Collected data:
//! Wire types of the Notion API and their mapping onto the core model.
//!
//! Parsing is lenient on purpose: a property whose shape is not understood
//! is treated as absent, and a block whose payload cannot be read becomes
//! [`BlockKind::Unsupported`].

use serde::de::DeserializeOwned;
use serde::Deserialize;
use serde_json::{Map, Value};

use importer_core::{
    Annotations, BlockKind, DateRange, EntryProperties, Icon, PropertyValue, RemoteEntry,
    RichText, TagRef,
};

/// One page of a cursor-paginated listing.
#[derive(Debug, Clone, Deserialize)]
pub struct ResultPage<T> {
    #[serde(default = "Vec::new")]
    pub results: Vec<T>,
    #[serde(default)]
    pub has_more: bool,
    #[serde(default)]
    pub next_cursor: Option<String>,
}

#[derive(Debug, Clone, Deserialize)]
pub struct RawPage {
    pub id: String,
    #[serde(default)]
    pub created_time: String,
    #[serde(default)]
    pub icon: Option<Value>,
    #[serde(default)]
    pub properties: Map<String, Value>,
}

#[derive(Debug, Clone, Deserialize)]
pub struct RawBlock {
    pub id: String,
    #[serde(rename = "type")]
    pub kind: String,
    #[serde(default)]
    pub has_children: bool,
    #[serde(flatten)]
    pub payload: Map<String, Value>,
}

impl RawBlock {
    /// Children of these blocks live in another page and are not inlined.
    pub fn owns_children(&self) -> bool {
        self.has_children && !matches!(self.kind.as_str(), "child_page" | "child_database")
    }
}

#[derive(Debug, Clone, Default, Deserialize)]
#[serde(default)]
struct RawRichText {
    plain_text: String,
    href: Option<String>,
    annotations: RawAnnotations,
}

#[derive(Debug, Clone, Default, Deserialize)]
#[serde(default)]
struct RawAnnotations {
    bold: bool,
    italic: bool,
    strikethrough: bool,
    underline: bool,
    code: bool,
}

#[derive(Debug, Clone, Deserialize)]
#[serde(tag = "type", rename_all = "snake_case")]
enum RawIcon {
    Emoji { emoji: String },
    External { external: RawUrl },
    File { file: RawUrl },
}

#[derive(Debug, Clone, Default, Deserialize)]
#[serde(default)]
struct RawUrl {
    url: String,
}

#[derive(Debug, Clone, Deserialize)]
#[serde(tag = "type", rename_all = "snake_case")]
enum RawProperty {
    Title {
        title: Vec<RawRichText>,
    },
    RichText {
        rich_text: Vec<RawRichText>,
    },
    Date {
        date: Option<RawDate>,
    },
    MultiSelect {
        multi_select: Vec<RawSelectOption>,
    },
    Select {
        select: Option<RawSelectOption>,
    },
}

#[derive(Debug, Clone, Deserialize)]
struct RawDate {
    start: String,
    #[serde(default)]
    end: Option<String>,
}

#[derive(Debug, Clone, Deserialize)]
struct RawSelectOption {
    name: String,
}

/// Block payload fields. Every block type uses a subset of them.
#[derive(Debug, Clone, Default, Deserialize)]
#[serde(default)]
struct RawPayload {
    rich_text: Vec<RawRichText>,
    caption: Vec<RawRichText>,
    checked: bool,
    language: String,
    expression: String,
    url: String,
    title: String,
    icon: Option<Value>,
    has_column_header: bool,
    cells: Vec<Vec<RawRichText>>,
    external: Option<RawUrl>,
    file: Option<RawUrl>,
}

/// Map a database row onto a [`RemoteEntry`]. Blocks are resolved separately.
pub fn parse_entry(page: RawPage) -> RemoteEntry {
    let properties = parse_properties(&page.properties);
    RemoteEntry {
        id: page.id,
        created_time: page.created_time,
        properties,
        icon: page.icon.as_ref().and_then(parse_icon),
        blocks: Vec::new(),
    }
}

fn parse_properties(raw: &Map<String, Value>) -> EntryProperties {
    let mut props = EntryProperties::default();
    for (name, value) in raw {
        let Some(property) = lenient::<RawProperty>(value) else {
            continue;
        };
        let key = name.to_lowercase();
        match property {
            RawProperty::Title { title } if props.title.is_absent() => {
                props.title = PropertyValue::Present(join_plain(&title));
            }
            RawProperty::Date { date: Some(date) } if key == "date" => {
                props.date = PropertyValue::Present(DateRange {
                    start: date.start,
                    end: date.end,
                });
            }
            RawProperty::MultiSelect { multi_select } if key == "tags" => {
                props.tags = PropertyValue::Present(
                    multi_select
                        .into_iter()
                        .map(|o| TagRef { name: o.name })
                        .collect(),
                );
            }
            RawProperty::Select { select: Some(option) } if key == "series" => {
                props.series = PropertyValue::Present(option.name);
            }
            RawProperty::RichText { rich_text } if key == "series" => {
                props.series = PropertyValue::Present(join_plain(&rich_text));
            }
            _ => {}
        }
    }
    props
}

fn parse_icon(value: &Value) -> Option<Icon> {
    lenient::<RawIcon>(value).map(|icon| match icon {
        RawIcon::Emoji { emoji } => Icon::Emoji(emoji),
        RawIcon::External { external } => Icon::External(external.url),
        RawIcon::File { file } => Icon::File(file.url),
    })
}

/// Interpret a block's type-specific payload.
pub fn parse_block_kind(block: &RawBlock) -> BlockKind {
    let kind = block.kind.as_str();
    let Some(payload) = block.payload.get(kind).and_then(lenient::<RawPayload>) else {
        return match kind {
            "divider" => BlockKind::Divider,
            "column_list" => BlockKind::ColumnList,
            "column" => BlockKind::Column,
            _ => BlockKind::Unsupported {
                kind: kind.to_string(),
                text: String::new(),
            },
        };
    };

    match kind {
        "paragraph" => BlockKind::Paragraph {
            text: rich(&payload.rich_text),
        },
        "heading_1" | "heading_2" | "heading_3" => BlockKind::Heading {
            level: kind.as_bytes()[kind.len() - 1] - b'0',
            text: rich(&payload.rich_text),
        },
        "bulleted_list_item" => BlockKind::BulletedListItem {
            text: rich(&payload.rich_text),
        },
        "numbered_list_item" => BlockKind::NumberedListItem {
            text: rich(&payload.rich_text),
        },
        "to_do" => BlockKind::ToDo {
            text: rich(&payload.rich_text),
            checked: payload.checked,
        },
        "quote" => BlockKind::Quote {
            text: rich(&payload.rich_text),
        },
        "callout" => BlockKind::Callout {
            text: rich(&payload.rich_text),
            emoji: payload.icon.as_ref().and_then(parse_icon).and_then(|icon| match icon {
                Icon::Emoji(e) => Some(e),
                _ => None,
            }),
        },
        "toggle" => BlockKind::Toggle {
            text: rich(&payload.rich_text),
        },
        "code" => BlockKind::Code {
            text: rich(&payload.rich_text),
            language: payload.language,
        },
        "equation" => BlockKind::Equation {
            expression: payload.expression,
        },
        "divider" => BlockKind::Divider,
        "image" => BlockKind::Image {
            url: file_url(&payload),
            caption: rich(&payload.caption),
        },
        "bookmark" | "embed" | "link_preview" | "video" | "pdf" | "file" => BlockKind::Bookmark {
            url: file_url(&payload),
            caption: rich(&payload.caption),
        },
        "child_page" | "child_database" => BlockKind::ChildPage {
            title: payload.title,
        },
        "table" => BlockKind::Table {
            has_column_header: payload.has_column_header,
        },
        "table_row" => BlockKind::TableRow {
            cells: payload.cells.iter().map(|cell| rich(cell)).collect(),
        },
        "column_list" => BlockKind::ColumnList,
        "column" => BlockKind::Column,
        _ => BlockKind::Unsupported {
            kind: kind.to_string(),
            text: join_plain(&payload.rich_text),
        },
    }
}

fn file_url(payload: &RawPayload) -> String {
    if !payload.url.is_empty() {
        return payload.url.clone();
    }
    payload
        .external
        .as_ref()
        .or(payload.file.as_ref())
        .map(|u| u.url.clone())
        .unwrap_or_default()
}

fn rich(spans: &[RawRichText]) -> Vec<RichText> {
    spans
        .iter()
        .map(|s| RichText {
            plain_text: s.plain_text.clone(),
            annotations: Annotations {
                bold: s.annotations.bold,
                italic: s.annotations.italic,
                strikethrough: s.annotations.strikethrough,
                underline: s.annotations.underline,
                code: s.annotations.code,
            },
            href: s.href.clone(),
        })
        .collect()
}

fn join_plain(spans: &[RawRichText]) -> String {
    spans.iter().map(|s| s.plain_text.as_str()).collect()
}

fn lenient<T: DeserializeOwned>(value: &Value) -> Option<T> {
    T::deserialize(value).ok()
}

◆ **WHAT YOU NEED TO DO**
A single figure is required: the number of lines above in which the word "strikethrough" occurs.

◆ **ANSWER**
2